/---

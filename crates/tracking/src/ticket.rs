use serde::{Deserialize, Serialize};

use forgetrack_core::{DomainError, Entity, EpicId, ProjectId, TicketId, Timestamps, UserId};
use forgetrack_workflow::StatusLabel;

/// A work item.
///
/// # Invariants
/// - `status` is a member of the governing project's workflow.
/// - `status` changes only through an explicit status change, and
///   `project_id` only through a move; both are re-validated by the gateway.
/// - `reporter_id` never changes.
#[derive(Debug, Clone, PartialEq, Eq, Serialize, Deserialize)]
pub struct Ticket {
    pub id: TicketId,
    pub project_id: ProjectId,
    pub title: String,
    pub status: StatusLabel,
    pub assignee_id: Option<UserId>,
    pub reporter_id: UserId,
    pub epic_id: Option<EpicId>,
    pub timestamps: Timestamps,
}

impl Ticket {
    pub fn from_parts(new: NewTicket, timestamps: Timestamps) -> Self {
        Self {
            id: new.id,
            project_id: new.project_id,
            title: new.title,
            status: new.status,
            assignee_id: new.assignee_id,
            reporter_id: new.reporter_id,
            epic_id: new.epic_id,
            timestamps,
        }
    }
}

impl Entity for Ticket {
    type Id = TicketId;

    fn id(&self) -> &Self::Id {
        &self.id
    }
}

/// A ticket ready to be persisted; `status` has already been resolved against
/// the project's workflow.
#[derive(Debug, Clone, PartialEq, Eq)]
pub struct NewTicket {
    pub id: TicketId,
    pub project_id: ProjectId,
    pub title: String,
    pub status: StatusLabel,
    pub assignee_id: Option<UserId>,
    pub reporter_id: UserId,
    pub epic_id: Option<EpicId>,
}

pub fn validate_title(title: &str) -> Result<String, DomainError> {
    let title = title.trim();
    if title.is_empty() {
        return Err(DomainError::validation("ticket title cannot be empty"));
    }
    Ok(title.to_string())
}
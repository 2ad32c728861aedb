//! Credential → principal resolution backed by the directory.

use std::collections::HashMap;
use std::sync::RwLock;

use uuid::Uuid;

use forgetrack_auth::{AuthError, Principal, PrincipalResolver};
use forgetrack_core::UserId;
use forgetrack_tracking::Directory;

/// Resolves opaque bearer tokens issued by [`TokenPrincipalResolver::issue`].
///
/// The token only identifies a user. Role, active flag and organization
/// status are read from the directory on every call, so role changes and
/// deactivation take effect on the next request.
pub struct TokenPrincipalResolver<D> {
    directory: D,
    tokens: RwLock<HashMap<String, UserId>>,
}

impl<D> TokenPrincipalResolver<D>
where
    D: Directory,
{
    pub fn new(directory: D) -> Self {
        Self {
            directory,
            tokens: RwLock::new(HashMap::new()),
        }
    }

    /// Issue a fresh token for `user_id`.
    pub fn issue(&self, user_id: UserId) -> Result<String, AuthError> {
        let token = Uuid::now_v7().simple().to_string();
        self.tokens
            .write()
            .map_err(|_| AuthError::Storage("token table poisoned".to_string()))?
            .insert(token.clone(), user_id);
        Ok(token)
    }

    pub fn revoke(&self, token: &str) -> Result<(), AuthError> {
        self.tokens
            .write()
            .map_err(|_| AuthError::Storage("token table poisoned".to_string()))?
            .remove(token);
        Ok(())
    }

    fn lookup(&self, token: &str) -> Result<Option<UserId>, AuthError> {
        let tokens = self
            .tokens
            .read()
            .map_err(|_| AuthError::Storage("token table poisoned".to_string()))?;
        Ok(tokens.get(token).copied())
    }
}

impl<D> PrincipalResolver for TokenPrincipalResolver<D>
where
    D: Directory,
{
    fn resolve_principal(&self, credential: &str) -> Result<Principal, AuthError> {
        let user_id = self
            .lookup(credential.trim())?
            .ok_or(AuthError::InvalidCredential)?;

        let user = self
            .directory
            .get_user(user_id)
            .map_err(|e| AuthError::Storage(e.to_string()))?
            .ok_or(AuthError::InvalidCredential)?;
        if !user.active {
            return Err(AuthError::Inactive);
        }

        if let Some(organization_id) = user.organization_id {
            let organization = self
                .directory
                .get_organization(organization_id)
                .map_err(|e| AuthError::Storage(e.to_string()))?
                .ok_or(AuthError::InvalidCredential)?;
            if !organization.active {
                return Err(AuthError::OrganizationInactive);
            }
        }

        Ok(user.to_principal())
    }
}
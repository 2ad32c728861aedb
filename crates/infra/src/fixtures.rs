//! Seed helpers for tests.
//!
//! Every helper panics on failure; these run only against a fresh
//! [`InMemoryStore`].

use forgetrack_auth::Role;
use forgetrack_core::{ProjectId, TicketId, UserId, WorkflowId};
use forgetrack_tracking::{
    Comment, Directory, NewComment, NewOrganization, NewProject, NewTicket, NewUser, Organization, Project,
    Ticket, TrackingStore, User,
};
use forgetrack_workflow::{NewWorkflow, Workflow, WorkflowStore, validate_statuses};

use crate::InMemoryStore;

pub const DEFAULT_STATUSES: [&str; 3] = ["TODO", "IN_PROGRESS", "DONE"];

/// An organization with its default workflow.
#[derive(Debug, Clone)]
pub struct Seeded {
    pub organization: Organization,
    pub workflow: Workflow,
}

impl Seeded {
    pub fn organization(store: &InMemoryStore, name: &str) -> Self {
        let organization = store
            .insert_organization(NewOrganization::new(name).expect("organization name"))
            .expect("insert organization");
        let workflow = insert_workflow(store, &organization, "Default", &DEFAULT_STATUSES, true);
        Self {
            organization,
            workflow,
        }
    }

    pub fn super_admin(store: &InMemoryStore) -> User {
        let tag = UserId::new();
        let new = NewUser::new(None, &format!("root-{tag}@platform.test"), "Root", Role::SuperAdmin)
            .expect("super-admin");
        store.insert_user(new).expect("insert super-admin")
    }

    pub fn user(&self, store: &InMemoryStore, role: Role) -> User {
        let tag = UserId::new();
        let new = NewUser::new(
            Some(self.organization.id),
            &format!("{}-{tag}@example.test", role.as_str()),
            role.as_str(),
            role,
        )
        .expect("user");
        store.insert_user(new).expect("insert user")
    }

    /// A project governed by the default workflow.
    pub fn project(&self, store: &InMemoryStore, name: &str) -> Project {
        self.project_governed_by(store, name, self.workflow.id)
    }

    /// A project governed by a fresh, non-default workflow.
    pub fn project_with_workflow(
        &self,
        store: &InMemoryStore,
        name: &str,
        statuses: &[&str],
    ) -> (Project, Workflow) {
        let workflow = insert_workflow(store, &self.organization, name, statuses, false);
        (self.project_governed_by(store, name, workflow.id), workflow)
    }

    fn project_governed_by(&self, store: &InMemoryStore, name: &str, workflow_id: WorkflowId) -> Project {
        let new = NewProject::new(self.organization.id, name, workflow_id).expect("project");
        store.insert_project(new).expect("insert project")
    }

    /// A ticket in the first status of the project's workflow.
    pub fn ticket(&self, store: &InMemoryStore, project_id: ProjectId, reporter_id: UserId) -> Ticket {
        let project = store
            .get_project(project_id)
            .expect("read project")
            .expect("project exists");
        let workflow = store
            .fetch_workflow(project.workflow_id)
            .expect("read workflow")
            .expect("workflow exists");
        let status = workflow.initial_status().cloned().expect("initial status");
        store
            .insert_ticket(NewTicket {
                id: TicketId::new(),
                project_id,
                title: "Seeded ticket".to_string(),
                status,
                assignee_id: None,
                reporter_id,
                epic_id: None,
            })
            .expect("insert ticket")
    }

    pub fn comment(&self, store: &InMemoryStore, ticket_id: TicketId, author_id: UserId) -> Comment {
        let new = NewComment::new(ticket_id, author_id, "Looks good").expect("comment");
        store.insert_comment(new).expect("insert comment")
    }
}

fn insert_workflow(
    store: &InMemoryStore,
    organization: &Organization,
    name: &str,
    statuses: &[&str],
    is_default: bool,
) -> Workflow {
    store
        .insert_workflow(NewWorkflow {
            id: WorkflowId::new(),
            organization_id: organization.id,
            name: name.to_string(),
            statuses: validate_statuses(statuses).expect("statuses"),
            is_default,
        })
        .expect("insert workflow")
}
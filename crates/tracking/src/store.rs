//! Write port for tracking entities.

use std::sync::Arc;

use chrono::{DateTime, Utc};

use forgetrack_auth::Role;
use forgetrack_core::{CommentId, EpicId, OrganizationId, ProjectId, StoreError, TicketId, UserId};
use forgetrack_workflow::StatusLabel;

use crate::{
    Comment, Epic, NewComment, NewEpic, NewOrganization, NewProject, NewTicket, NewUser,
    Organization, Project, Ticket, User,
};

/// Transactional persistence for tracking entities.
///
/// Each method is one atomic write that stamps `updated_at`. Decisions about
/// whether a write is allowed are made before calling in; implementations
/// only enforce storage-level rules (uniqueness, existence).
pub trait TrackingStore: Send + Sync {
    /// Fails with `UniqueViolation` when the name is taken.
    fn insert_organization(&self, new: NewOrganization) -> Result<Organization, StoreError>;
    fn set_organization_active(
        &self,
        id: OrganizationId,
        active: bool,
    ) -> Result<Organization, StoreError>;

    fn insert_user(&self, new: NewUser) -> Result<User, StoreError>;
    fn set_user_role(&self, id: UserId, role: Role) -> Result<User, StoreError>;
    fn set_user_active(&self, id: UserId, active: bool) -> Result<User, StoreError>;

    fn insert_project(&self, new: NewProject) -> Result<Project, StoreError>;
    fn archive_project(&self, id: ProjectId, at: DateTime<Utc>) -> Result<Project, StoreError>;

    fn insert_ticket(&self, new: NewTicket) -> Result<Ticket, StoreError>;
    fn set_ticket_title(&self, id: TicketId, title: String) -> Result<Ticket, StoreError>;
    fn set_ticket_status(&self, id: TicketId, status: StatusLabel) -> Result<Ticket, StoreError>;
    /// Re-parent a ticket, writing the status it holds under the new
    /// project in the same step.
    fn set_ticket_project(
        &self,
        id: TicketId,
        project_id: ProjectId,
        status: StatusLabel,
    ) -> Result<Ticket, StoreError>;
    fn set_ticket_assignee(
        &self,
        id: TicketId,
        assignee_id: Option<UserId>,
    ) -> Result<Ticket, StoreError>;
    /// Fails with `NotFound` when `epic_id` names a missing epic.
    fn set_ticket_epic(&self, id: TicketId, epic_id: Option<EpicId>) -> Result<Ticket, StoreError>;
    fn delete_ticket(&self, id: TicketId) -> Result<(), StoreError>;

    fn insert_epic(&self, new: NewEpic) -> Result<Epic, StoreError>;
    fn delete_epic(&self, id: EpicId) -> Result<(), StoreError>;

    fn insert_comment(&self, new: NewComment) -> Result<Comment, StoreError>;
    fn set_comment_body(&self, id: CommentId, body: String) -> Result<Comment, StoreError>;
    fn delete_comment(&self, id: CommentId) -> Result<(), StoreError>;
}

impl<S> TrackingStore for Arc<S>
where
    S: TrackingStore + ?Sized,
{
    fn insert_organization(&self, new: NewOrganization) -> Result<Organization, StoreError> {
        (**self).insert_organization(new)
    }

    fn set_organization_active(
        &self,
        id: OrganizationId,
        active: bool,
    ) -> Result<Organization, StoreError> {
        (**self).set_organization_active(id, active)
    }

    fn insert_user(&self, new: NewUser) -> Result<User, StoreError> {
        (**self).insert_user(new)
    }

    fn set_user_role(&self, id: UserId, role: Role) -> Result<User, StoreError> {
        (**self).set_user_role(id, role)
    }

    fn set_user_active(&self, id: UserId, active: bool) -> Result<User, StoreError> {
        (**self).set_user_active(id, active)
    }

    fn insert_project(&self, new: NewProject) -> Result<Project, StoreError> {
        (**self).insert_project(new)
    }

    fn archive_project(&self, id: ProjectId, at: DateTime<Utc>) -> Result<Project, StoreError> {
        (**self).archive_project(id, at)
    }

    fn insert_ticket(&self, new: NewTicket) -> Result<Ticket, StoreError> {
        (**self).insert_ticket(new)
    }

    fn set_ticket_title(&self, id: TicketId, title: String) -> Result<Ticket, StoreError> {
        (**self).set_ticket_title(id, title)
    }

    fn set_ticket_status(&self, id: TicketId, status: StatusLabel) -> Result<Ticket, StoreError> {
        (**self).set_ticket_status(id, status)
    }

    fn set_ticket_project(
        &self,
        id: TicketId,
        project_id: ProjectId,
        status: StatusLabel,
    ) -> Result<Ticket, StoreError> {
        (**self).set_ticket_project(id, project_id, status)
    }

    fn set_ticket_assignee(
        &self,
        id: TicketId,
        assignee_id: Option<UserId>,
    ) -> Result<Ticket, StoreError> {
        (**self).set_ticket_assignee(id, assignee_id)
    }

    fn set_ticket_epic(&self, id: TicketId, epic_id: Option<EpicId>) -> Result<Ticket, StoreError> {
        (**self).set_ticket_epic(id, epic_id)
    }

    fn delete_ticket(&self, id: TicketId) -> Result<(), StoreError> {
        (**self).delete_ticket(id)
    }

    fn insert_epic(&self, new: NewEpic) -> Result<Epic, StoreError> {
        (**self).insert_epic(new)
    }

    fn delete_epic(&self, id: EpicId) -> Result<(), StoreError> {
        (**self).delete_epic(id)
    }

    fn insert_comment(&self, new: NewComment) -> Result<Comment, StoreError> {
        (**self).insert_comment(new)
    }

    fn set_comment_body(&self, id: CommentId, body: String) -> Result<Comment, StoreError> {
        (**self).set_comment_body(id, body)
    }

    fn delete_comment(&self, id: CommentId) -> Result<(), StoreError> {
        (**self).delete_comment(id)
    }
}
#[cfg(test)]
mod tests {
    use super::*;
    use forgetrack_workflow::validate_statuses;

    fn new_default(organization_id: OrganizationId) -> NewWorkflow {
        NewWorkflow {
            id: WorkflowId::new(),
            organization_id,
            name: "Default".to_string(),
            statuses: validate_statuses(&["TODO", "DONE"]).unwrap(),
            is_default: true,
        }
    }

    #[test]
    fn second_default_workflow_violates_uniqueness() {
        let store = InMemoryStore::new();
        let org = store
            .insert_organization(NewOrganization::new("Acme").unwrap())
            .unwrap();

        store.insert_workflow(new_default(org.id)).unwrap();
        let err = store.insert_workflow(new_default(org.id)).unwrap_err();
        assert!(matches!(err, StoreError::UniqueViolation(_)));
    }

    #[test]
    fn organization_names_are_unique() {
        let store = InMemoryStore::new();
        store
            .insert_organization(NewOrganization::new("Acme").unwrap())
            .unwrap();
        let err = store
            .insert_organization(NewOrganization::new("acme").unwrap())
            .unwrap_err();
        assert!(matches!(err, StoreError::UniqueViolation(_)));
    }

    #[test]
    fn updates_stamp_updated_at() {
        let store = InMemoryStore::new();
        let org = store
            .insert_organization(NewOrganization::new("Acme").unwrap())
            .unwrap();
        let updated = store.set_organization_active(org.id, false).unwrap();
        assert!(!updated.active);
        assert!(updated.timestamps.updated_at >= org.timestamps.updated_at);
        assert_eq!(updated.timestamps.created_at, org.timestamps.created_at);
    }

    #[test]
    fn archiving_twice_keeps_first_timestamp() {
        let store = InMemoryStore::new();
        let org = store
            .insert_organization(NewOrganization::new("Acme").unwrap())
            .unwrap();
        let workflow = store.insert_workflow(new_default(org.id)).unwrap();
        let project = store
            .insert_project(NewProject::new(org.id, "Core", workflow.id).unwrap())
            .unwrap();

        let first = Utc::now();
        store.archive_project(project.id, first).unwrap();
        let again = store
            .archive_project(project.id, first + chrono::Duration::hours(1))
            .unwrap();
        assert_eq!(again.archived_at, Some(first));
        assert!(store.workflow_in_use(workflow.id).unwrap());
    }

    #[test]
    fn missing_rows_are_not_found() {
        let store = InMemoryStore::new();
        assert_eq!(store.get_ticket(TicketId::new()).unwrap(), None);
        assert_eq!(
            store.set_ticket_assignee(TicketId::new(), None).unwrap_err(),
            StoreError::NotFound
        );
    }

    #[test]
    fn workflow_writes_respect_references() {
        let store = InMemoryStore::new();
        let org = store
            .insert_organization(NewOrganization::new("Acme").unwrap())
            .unwrap();
        let workflow = store.insert_workflow(new_default(org.id)).unwrap();
        let project = store
            .insert_project(NewProject::new(org.id, "Core", workflow.id).unwrap())
            .unwrap();
        store
            .insert_ticket(NewTicket {
                id: TicketId::new(),
                project_id: project.id,
                title: "Ship it".to_string(),
                status: StatusLabel::parse("DONE").unwrap(),
                assignee_id: None,
                reporter_id: UserId::new(),
                epic_id: None,
            })
            .unwrap();

        assert_eq!(
            store.statuses_in_use(workflow.id).unwrap(),
            vec![StatusLabel::parse("DONE").unwrap()]
        );
        let err = store
            .update_workflow(
                workflow.id,
                WorkflowChanges {
                    name: None,
                    statuses: Some(validate_statuses(&["TODO"]).unwrap()),
                },
            )
            .unwrap_err();
        assert!(matches!(err, StoreError::ReferenceViolation(_)));

        let err = store.delete_workflow(workflow.id).unwrap_err();
        assert!(matches!(err, StoreError::ReferenceViolation(_)));
        assert!(store.get_workflow(workflow.id).unwrap().is_some());
    }

    #[test]
    fn linking_a_missing_epic_is_not_found() {
        let store = InMemoryStore::new();
        let org = store
            .insert_organization(NewOrganization::new("Acme").unwrap())
            .unwrap();
        let workflow = store.insert_workflow(new_default(org.id)).unwrap();
        let project = store
            .insert_project(NewProject::new(org.id, "Core", workflow.id).unwrap())
            .unwrap();
        let ticket = store
            .insert_ticket(NewTicket {
                id: TicketId::new(),
                project_id: project.id,
                title: "Ship it".to_string(),
                status: StatusLabel::parse("TODO").unwrap(),
                assignee_id: None,
                reporter_id: UserId::new(),
                epic_id: None,
            })
            .unwrap();

        assert_eq!(
            store.set_ticket_epic(ticket.id, Some(EpicId::new())).unwrap_err(),
            StoreError::NotFound
        );
        assert_eq!(store.set_ticket_epic(ticket.id, None).unwrap().epic_id, None);
    }
}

\---

TASK TO COMPLETE: Within the entries above, count each line holding the string "DomainError". Give only the result.

ANSWER: 3